The immediacy and all-pervasiveness of the Internet mean that your web-site can be a shop-window visible to billions of potential customers. But does it also mean you are prey to cybersquatters, intellectual property thieves and malicious litigants in far-away places? Read on for a few of the things you need to think about...

Copyright

The design and content of websites are both protected by copyright, so be careful about 'borrowing' interesting-looking material, even .gif files or JavaScripts. Without a licence you can only copy material for the purposes of bona fide research, comment or criticism, or for reporting current events. Even so-called 'freeware' still belongs to someone, it is just that they have chosen to license it on terms that make it available for free (usually on condition that you do not alter it or re-sell it for profit). Note that in order to use the defence of 'fair dealing' for the purpose of criticism or review or reporting current events which is enshrined in the Copyright, Designs and Patents Act 1988, the work quoted and its author must be given 'sufficient acknowledgement'.

In the UK, any work of 'literary or artistic merit' (a definition which includes software!) is automatically protected by copyright, and belongs to the author unless assigned to someone else, either expressly (e.g. by a commercial contract) or by implication (e.g. through a contract of employment). In the US however, it is necessary for authors to 'assert' their copyright by using the usual © symbol ('& c o p y ;' in html) and the date; this is a wise precaution for everyone since of course web-sites are accessible from outside the UK [ .Net magazine, March 2000 p.135].

Libel

There have already been a number of cases concerning e-libel. In 1997 Norwich Union had to pay £450k when a competitor successfully claimed that comments circulating on its internal e-mail system were defamatory. Earlier this year, Demon Internet agreed to pay physicist Lawrence Godfrey damages and costs amounting to £250k, having taken no action to remove a 'squalid, obscene and defamatory' statement from its news server after he had complained about it. In contrast, last December the New York State Court of Appeals dismissed a defamation law suit brought against the ISP Prodigy Services, on the basis that, under US law, an ISP is merely a conduit for information and not a publisher. However, the Court did not rule on whether an ISP is immune from liability even after it has received notice of a defamatory posting. So for once the situation in the US is perhaps the more favourable - but the message seems to be clear, you or your clients need to have a clear policies covering use of email (and misuse - there have also been several sexual harrassment cases), and at the very least take prompt action if undesirable material is posted on web-sites, newsgroups or e-mail systems under your control.

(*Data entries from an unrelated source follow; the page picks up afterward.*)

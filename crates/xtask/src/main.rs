//! Workspace maintenance commands for pgrange.

use std::{
    path::{Path, PathBuf},
    process::Command,
};

use anyhow::{Context, Result, bail};
use clap::{Parser, Subcommand};

#[derive(Parser)]
#[command(about = "Project maintenance tasks")]
struct Cli {
    #[command(subcommand)]
    command: Task,
}

#[derive(Subcommand)]
enum Task {
    /// Run formatting and clippy fixes.
    Tidy,
    /// Run the test suite via nextest, then the doc tests.
    Test,
    /// Run the literal parsing benchmarks.
    Bench {
        /// Only run benchmarks whose name contains this filter.
        filter: Option<String>,
    },
}

fn main() -> Result<()> {
    let cli = Cli::parse();
    let root = workspace_root()?;

    match cli.command {
        Task::Tidy => tidy(&root),
        Task::Test => test(&root),
        Task::Bench { filter } => bench(&root, filter.as_deref()),
    }
}

/// The workspace root is two levels above this crate's manifest.
fn workspace_root() -> Result<PathBuf> {
    let manifest_dir = Path::new(env!("CARGO_MANIFEST_DIR"));
    let root = manifest_dir
        .ancestors()
        .nth(2)
        .context("xtask must live under crates/ in the workspace root")?;
    Ok(root.to_path_buf())
}

fn cargo(root: &Path) -> Command {
    let mut cmd = Command::new("cargo");
    cmd.current_dir(root);
    cmd
}

fn tidy(root: &Path) -> Result<()> {
    run(cargo(root).args(["fmt", "--all"]))?;
    run(cargo(root).args([
        "clippy",
        "-q",
        "--fix",
        "--workspace",
        "--all-targets",
        "--allow-dirty",
    ]))
}

fn test(root: &Path) -> Result<()> {
    run(cargo(root).args(["nextest", "run", "--workspace"]))?;
    // nextest does not run doc tests.
    run(cargo(root).args(["test", "--doc", "--workspace"]))
}

fn bench(root: &Path, filter: Option<&str>) -> Result<()> {
    let mut cmd = cargo(root);
    cmd.args(["bench", "-p", "pgrange", "--bench", "benchmark"]);
    if let Some(filter) = filter {
        cmd.args(["--", filter]);
    }
    run(&mut cmd)
}

/// Execute a command and surface failures with context.
fn run(cmd: &mut Command) -> Result<()> {
    let rendered = render_command(cmd);
    println!("Running: {rendered}");

    let status = cmd
        .status()
        .with_context(|| format!("failed to run {rendered}"))?;

    if !status.success() {
        bail!("command failed: {rendered}");
    }

    Ok(())
}

/// Render a command as a printable string.
fn render_command(cmd: &Command) -> String {
    let mut rendered = cmd.get_program().to_string_lossy().to_string();
    for arg in cmd.get_args() {
        rendered.push(' ');
        rendered.push_str(&arg.to_string_lossy());
    }
    rendered
}
use pgrange::{Range, RangeBound, RangeParser};

/// Format `range` and parse the literal back with `parser`.
pub fn round_trip_with<T: RangeBound>(
    parser: &RangeParser,
    range: &Range<T>,
) -> anyhow::Result<Range<T>> {
    Ok(parser.parse(&range.to_string())?)
}

/// Format `range` and parse the literal back with the default parser.
pub fn round_trip<T: RangeBound>(range: &Range<T>) -> anyhow::Result<Range<T>> {
    round_trip_with(&RangeParser::new(), range)
}

// Test that literals parse to the expected range, and that the range survives formatting and
// parsing again
#[macro_export]
macro_rules! test_range {
    ($name:ident<$ty:ty>($($text:literal == $value:expr),+ $(,)?)) => {
        paste::item! {
            #[test]
            fn [< test_range_ $name >] () -> anyhow::Result<()> {
                $(
                    let expected: pgrange::Range<$ty> = $value;
                    let parsed: pgrange::Range<$ty> = pgrange::parse($text)?;
                    let round_trip = pgrange_test::round_trip(&expected)?;

                    assert_eq!(expected, parsed,
                            "[1] parsed value mismatch; literal: {:?}\n\
                             as parsed: {:?}",
                            $text, parsed);

                    assert_eq!(expected, round_trip,
                            "[2] round-trip mismatch; literal: {:?}\n\
                             formatted: {}\n\
                             round-trip: {:?}",
                            $text, expected, round_trip);
                )+

                Ok(())
            }
        }
    };
}

// Test that literals are rewritten to their canonical form
#[macro_export]
macro_rules! test_literal {
    ($name:ident<$ty:ty>($($text:literal => $canonical:literal),+ $(,)?)) => {
        paste::item! {
            #[test]
            fn [< test_literal_ $name >] () -> anyhow::Result<()> {
                $(
                    let parsed: pgrange::Range<$ty> = pgrange::parse($text)?;
                    assert_eq!($canonical, parsed.to_string(),
                            "literal {:?} parsed as {:?}", $text, parsed);
                )+

                Ok(())
            }
        }
    };
}

// Test that literals are rejected with the given error variant
#[macro_export]
macro_rules! test_invalid {
    ($name:ident<$ty:ty>($($text:literal => $err:pat),+ $(,)?)) => {
        paste::item! {
            #[test]
            fn [< test_invalid_ $name >] () {
                $(
                    let result = pgrange::parse::<$ty>($text);
                    assert!(matches!(result, Err($err)),
                            "literal {:?} gave {:?}", $text, result);
                )+
            }
        }
    };
}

E-commerce and contracts between buyer and seller

When and where is a contract entered into on the Internet? Under English law, contracts can certainly be formed on line, but with the parties perhaps in different countries there is now a need to define exactly when and where offer and acceptance have taken place. In the absence (yet) of any specific legislation it is wise to specify both these points in the 'small print'. Bear in mind in the light of the Argos 'TVs for £2-99' affair that acceptance might occasionally take place sooner than the vendor would like - perhaps a clause covering 'manifest errors' would be a worthwhile safeguard.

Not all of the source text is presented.